Data supplied:
use crate::coords::Vec2;

use super::types::{InputEvent, Modifiers, PointerButtonEvent, PointerMoveEvent};

/// Input bookkeeping for one window between redraws.
///
/// Button presses from winit carry no position, so the translator completes
/// them from the tracked pointer and modifiers. Every applied event is queued
/// until the next frame drains it.
#[derive(Debug, Default)]
pub struct InputState {
    modifiers: Modifiers,
    /// Pointer position in logical pixels; `None` while outside the window.
    pointer: Option<Vec2>,
    pending: Vec<InputEvent>,
}

impl InputState {
    /// Records what `ev` says about the pointer and modifiers, then queues it.
    pub fn apply_event(&mut self, ev: InputEvent) {
        match &ev {
            InputEvent::ModifiersChanged(m) => self.modifiers = *m,
            InputEvent::PointerMoved(PointerMoveEvent { x, y }) => self.pointer = Some(Vec2::new(*x, *y)),
            InputEvent::PointerLeft => self.pointer = None,
            InputEvent::Key { modifiers, .. } => self.modifiers = *modifiers,
            InputEvent::PointerButton(PointerButtonEvent { x, y, modifiers, .. }) => {
                self.pointer = Some(Vec2::new(*x, *y));
                self.modifiers = *modifiers;
            }
            InputEvent::Text(_) | InputEvent::Focused(_) => {}
        }
        self.pending.push(ev);
    }

    #[inline]
    pub fn modifiers(&self) -> Modifiers {
        self.modifiers
    }

    /// Last known pointer position, or the origin when outside the window.
    #[inline]
    pub fn pointer(&self) -> Vec2 {
        self.pointer.unwrap_or(Vec2::zero())
    }

    /// Events queued since the last [`clear_events`](Self::clear_events), in arrival order.
    #[inline]
    pub fn events(&self) -> &[InputEvent] {
        &self.pending
    }

    /// Drops the queue after a frame consumed it. Keeps the allocation.
    pub fn clear_events(&mut self) {
        self.pending.clear();
    }
}

#[cfg(test)]
mod tests {
    use super::*;
    use crate::input::{Key, KeyState, MouseButton, MouseButtonState, TextEvent};

    fn press(x: f32, y: f32, modifiers: Modifiers) -> InputEvent {
        InputEvent::PointerButton(PointerButtonEvent {
            button: MouseButton::Left,
            state: MouseButtonState::Pressed,
            x,
            y,
            modifiers,
        })
    }

    fn shift() -> Modifiers {
        Modifiers { shift: true, ..Modifiers::default() }
    }

    // ── pointer ───────────────────────────────────────────────────────────

    #[test]
    fn press_moves_the_pointer() {
        let mut state = InputState::default();
        state.apply_event(press(12.0, 34.0, Modifiers::default()));
        assert_eq!(state.pointer(), Vec2::new(12.0, 34.0));
    }

    #[test]
    fn pointer_left_resets_to_origin() {
        let mut state = InputState::default();
        state.apply_event(InputEvent::PointerMoved(PointerMoveEvent { x: 5.0, y: 6.0 }));
        state.apply_event(InputEvent::PointerLeft);
        assert_eq!(state.pointer(), Vec2::zero());
    }

    // ── modifiers ─────────────────────────────────────────────────────────

    #[test]
    fn keys_and_buttons_refresh_modifiers() {
        let mut state = InputState::default();
        state.apply_event(InputEvent::Key {
            key: Key::Character('a'),
            state: KeyState::Pressed,
            modifiers: shift(),
            code: 0,
            repeat: false,
            text: Some("A".into()),
        });
        assert!(state.modifiers().shift);
        state.apply_event(press(0.0, 0.0, Modifiers::default()));
        assert!(!state.modifiers().any());
        state.apply_event(InputEvent::ModifiersChanged(shift()));
        assert_eq!(state.modifiers(), shift());
    }

    // ── queue ─────────────────────────────────────────────────────────────

    #[test]
    fn events_queue_in_arrival_order_until_cleared() {
        let mut state = InputState::default();
        state.apply_event(press(1.0, 1.0, Modifiers::default()));
        state.apply_event(InputEvent::Text(TextEvent { text: "é".into() }));
        state.apply_event(InputEvent::Focused(false));
        assert_eq!(state.events().len(), 3);
        assert!(matches!(state.events()[1], InputEvent::Text(_)));

        state.clear_events();
        assert!(state.events().is_empty());
        assert_eq!(state.pointer(), Vec2::new(1.0, 1.0));
    }
}
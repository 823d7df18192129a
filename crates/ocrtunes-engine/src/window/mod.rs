//! Window + runtime loop.
//!
//! Owns the `winit` EventLoop and the window, and wires them to the GPU layer.

mod runtime;

pub use runtime::{Runtime, RuntimeConfig};
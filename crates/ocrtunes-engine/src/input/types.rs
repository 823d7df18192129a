use std::fmt;

/// Keyboard key identifier.
///
/// The runtime maps logical keys into these variants where possible;
/// anything else becomes `Key::Unknown(u32)` with the physical key code.
#[derive(Debug, Copy, Clone, Eq, PartialEq, Hash)]
pub enum Key {
    Escape,
    Enter,
    Tab,
    Backspace,
    Delete,
    Space,

    Home,
    End,

    ArrowUp,
    ArrowDown,
    ArrowLeft,
    ArrowRight,

    Shift,
    Control,
    Alt,
    Meta,

    /// A character key, lowercased (the unmodified key cap, not the produced text).
    Character(char),

    /// Platform-dependent key not represented here.
    Unknown(u32),
}

#[derive(Debug, Copy, Clone, Eq, PartialEq)]
pub enum KeyState {
    Pressed,
    Released,
}

/// Mouse button identifier.
#[derive(Debug, Copy, Clone, Eq, PartialEq, Hash)]
pub enum MouseButton {
    Left,
    Right,
    Middle,
    Back,
    Forward,
    Other(u16),
}

#[derive(Debug, Copy, Clone, Eq, PartialEq)]
pub enum MouseButtonState {
    Pressed,
    Released,
}

/// Modifier keys state.
///
/// This is stored as booleans rather than bitflags to keep it explicit and stable.
#[derive(Debug, Copy, Clone, Default, Eq, PartialEq)]
pub struct Modifiers {
    pub shift: bool,
    pub ctrl: bool,
    pub alt: bool,
    pub meta: bool,
}

impl Modifiers {
    pub fn any(&self) -> bool {
        self.shift || self.ctrl || self.alt || self.meta
    }
}

/// Pointer move event in logical pixels.
#[derive(Debug, Copy, Clone, PartialEq)]
pub struct PointerMoveEvent {
    pub x: f32,
    pub y: f32,
}

/// Pointer button event.
///
/// Coordinates are the pointer position at the time of the press/release.
#[derive(Debug, Copy, Clone, PartialEq)]
pub struct PointerButtonEvent {
    pub button: MouseButton,
    pub state: MouseButtonState,
    pub x: f32,
    pub y: f32,
    pub modifiers: Modifiers,
}

/// Committed IME text (not composition).
#[derive(Debug, Clone, PartialEq)]
pub struct TextEvent {
    pub text: String,
}

/// Platform-agnostic input events emitted by the runtime.
#[derive(Debug, Clone, PartialEq)]
pub enum InputEvent {
    ModifiersChanged(Modifiers),

    Key {
        key: Key,
        state: KeyState,
        modifiers: Modifiers,
        /// Stable platform code when available (e.g. scancode).
        code: u32,
        /// True when event is a key-repeat.
        repeat: bool,
        /// Text produced by the key press, if any (layout and modifiers applied).
        text: Option<String>,
    },

    PointerMoved(PointerMoveEvent),
    PointerButton(PointerButtonEvent),

    Text(TextEvent),

    /// Pointer left the window surface.
    PointerLeft,

    /// Window focus change.
    Focused(bool),
}

impl fmt::Display for Key {
    fn fmt(&self, f: &mut fmt::Formatter<'_>) -> fmt::Result {
        write!(f, "{:?}", self)
    }
}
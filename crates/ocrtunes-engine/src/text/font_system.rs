use std::fmt;

use fontdue::layout::{CoordinateSystem, Layout, LayoutSettings, TextStyle};

use crate::coords::Vec2;

/// Line height as a multiple of the font size when no font metrics are available.
const FALLBACK_LINE_FACTOR: f32 = 1.2;
/// Per-character advance as a multiple of the font size when no font is loaded.
const FALLBACK_ADVANCE_FACTOR: f32 = 0.5;

/// Error returned by [`FontSystem::load_font`].
#[derive(Debug, Clone)]
pub struct FontLoadError(pub String);

impl fmt::Display for FontLoadError {
    fn fmt(&self, f: &mut fmt::Formatter<'_>) -> fmt::Result {
        write!(f, "font load error: {}", self.0)
    }
}

impl std::error::Error for FontLoadError {}

/// Opaque handle to a font loaded into a [`FontSystem`].
#[derive(Debug, Copy, Clone, Eq, PartialEq, Hash)]
pub struct FontId(pub(crate) usize);

/// Single-line text metrics used by widget layout.
///
/// `font = None` (or an id the implementation does not know) must still return
/// a usable estimate so layout stays total.
pub trait TextMeasure {
    /// Width and line height of `text` laid out on one line.
    fn measure(&self, text: &str, font: Option<FontId>, size: f32) -> Vec2;

    /// Height of one line of text.
    fn line_height(&self, font: Option<FontId>, size: f32) -> f32 {
        self.measure("", font, size).y
    }
}

/// Owns a collection of loaded fonts.
///
/// Fonts are immutable after loading. The text renderer borrows the system
/// each frame so glyphs can be rasterized into its atlas on demand.
pub struct FontSystem {
    fonts: Vec<fontdue::Font>,
}

impl FontSystem {
    pub fn new() -> Self {
        Self { fonts: Vec::new() }
    }

    /// Parses and stores a TrueType or OpenType font from raw bytes.
    pub fn load_font(&mut self, bytes: &[u8]) -> Result<FontId, FontLoadError> {
        let font = fontdue::Font::from_bytes(bytes, fontdue::FontSettings::default())
            .map_err(|e| FontLoadError(e.to_string()))?;
        let id = FontId(self.fonts.len());
        self.fonts.push(font);
        Ok(id)
    }

    pub fn len(&self) -> usize {
        self.fonts.len()
    }

    pub fn is_empty(&self) -> bool {
        self.fonts.is_empty()
    }

    pub(crate) fn get(&self, id: FontId) -> Option<&fontdue::Font> {
        self.fonts.get(id.0)
    }

    /// Distance from the top of a line to the next line's top.
    pub(crate) fn font_line_height(font: &fontdue::Font, size: f32) -> f32 {
        font.horizontal_line_metrics(size)
            .map(|m| m.new_line_size)
            .unwrap_or(size * FALLBACK_LINE_FACTOR)
    }

    fn estimate(text: &str, size: f32) -> Vec2 {
        let chars = text.chars().count() as f32;
        Vec2::new(chars * size * FALLBACK_ADVANCE_FACTOR, size * FALLBACK_LINE_FACTOR)
    }
}

impl TextMeasure for FontSystem {
    fn measure(&self, text: &str, font: Option<FontId>, size: f32) -> Vec2 {
        let Some(font) = font.and_then(|id| self.get(id)) else {
            return Self::estimate(text, size);
        };

        let line_h = Self::font_line_height(font, size);

        let mut layout: Layout<()> = Layout::new(CoordinateSystem::PositiveYDown);
        layout.reset(&LayoutSettings::default());
        layout.append(&[font], &TextStyle::new(text, size, 0));

        // Pen position after each glyph rather than the bitmap right edge, so
        // trailing spaces and side bearings count towards the width.
        let w = layout
            .glyphs()
            .iter()
            .map(|g| {
                let m = font.metrics_indexed(g.key.glyph_index, size);
                (g.x - m.xmin as f32 + m.advance_width).max(0.0)
            })
            .fold(0.0f32, f32::max);

        Vec2::new(w, line_h)
    }
}

impl Default for FontSystem {
    fn default() -> Self {
        Self::new()
    }
}

#[cfg(test)]
mod tests {
    use super::*;

    #[test]
    fn missing_font_uses_estimate() {
        let fonts = FontSystem::new();
        let m = fonts.measure("Log In", None, 20.0);
        assert_eq!(m.x, 60.0);
        assert!((m.y - 24.0).abs() < 1e-4);
    }

    #[test]
    fn unknown_id_uses_estimate() {
        let fonts = FontSystem::new();
        let m = fonts.measure("abcd", Some(FontId(3)), 10.0);
        assert_eq!(m.x, 20.0);
        assert!((fonts.line_height(Some(FontId(3)), 10.0) - 12.0).abs() < 1e-4);
    }

    #[test]
    fn empty_text_has_line_height() {
        let fonts = FontSystem::new();
        let m = fonts.measure("", None, 30.0);
        assert_eq!(m.x, 0.0);
        assert!((m.y - 36.0).abs() < 1e-4);
    }

    #[test]
    fn invalid_bytes_are_rejected() {
        let mut fonts = FontSystem::new();
        assert!(fonts.load_font(b"not a font").is_err());
        assert!(fonts.is_empty());
    }
}
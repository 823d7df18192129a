use crate::coords::Vec2;
use crate::paint::Color;
use crate::scene::{DrawCmd, DrawList, ZIndex};
use crate::text::FontId;

/// Text draw payload.
#[derive(Debug, Clone, PartialEq)]
pub struct TextCmd {
    pub text: String,
    pub font: FontId,
    /// Font size in logical pixels.
    pub size: f32,
    pub color: Color,
    /// Top-left of the text block in logical pixels.
    pub origin: Vec2,
}

impl DrawList {
    /// Records a single-line text draw command.
    pub fn push_text(
        &mut self,
        z: ZIndex,
        text: impl Into<String>,
        font: FontId,
        size: f32,
        color: Color,
        origin: Vec2,
    ) {
        self.push(z, DrawCmd::Text(TextCmd {
            text: text.into(),
            font,
            size,
            color,
            origin,
        }));
    }
}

What the task asks: What do the lines above say from the one containing "self.shift || self.ctrl" down to the one containing "of the press/release."? Return them exactly, both end lines included, and only them.

Written response:
        self.shift || self.ctrl || self.alt || self.meta
    }
}

/// Pointer move event in logical pixels.
#[derive(Debug, Copy, Clone, PartialEq)]
pub struct PointerMoveEvent {
    pub x: f32,
    pub y: f32,
}

/// Pointer button event.
///
/// Coordinates are the pointer position at the time of the press/release.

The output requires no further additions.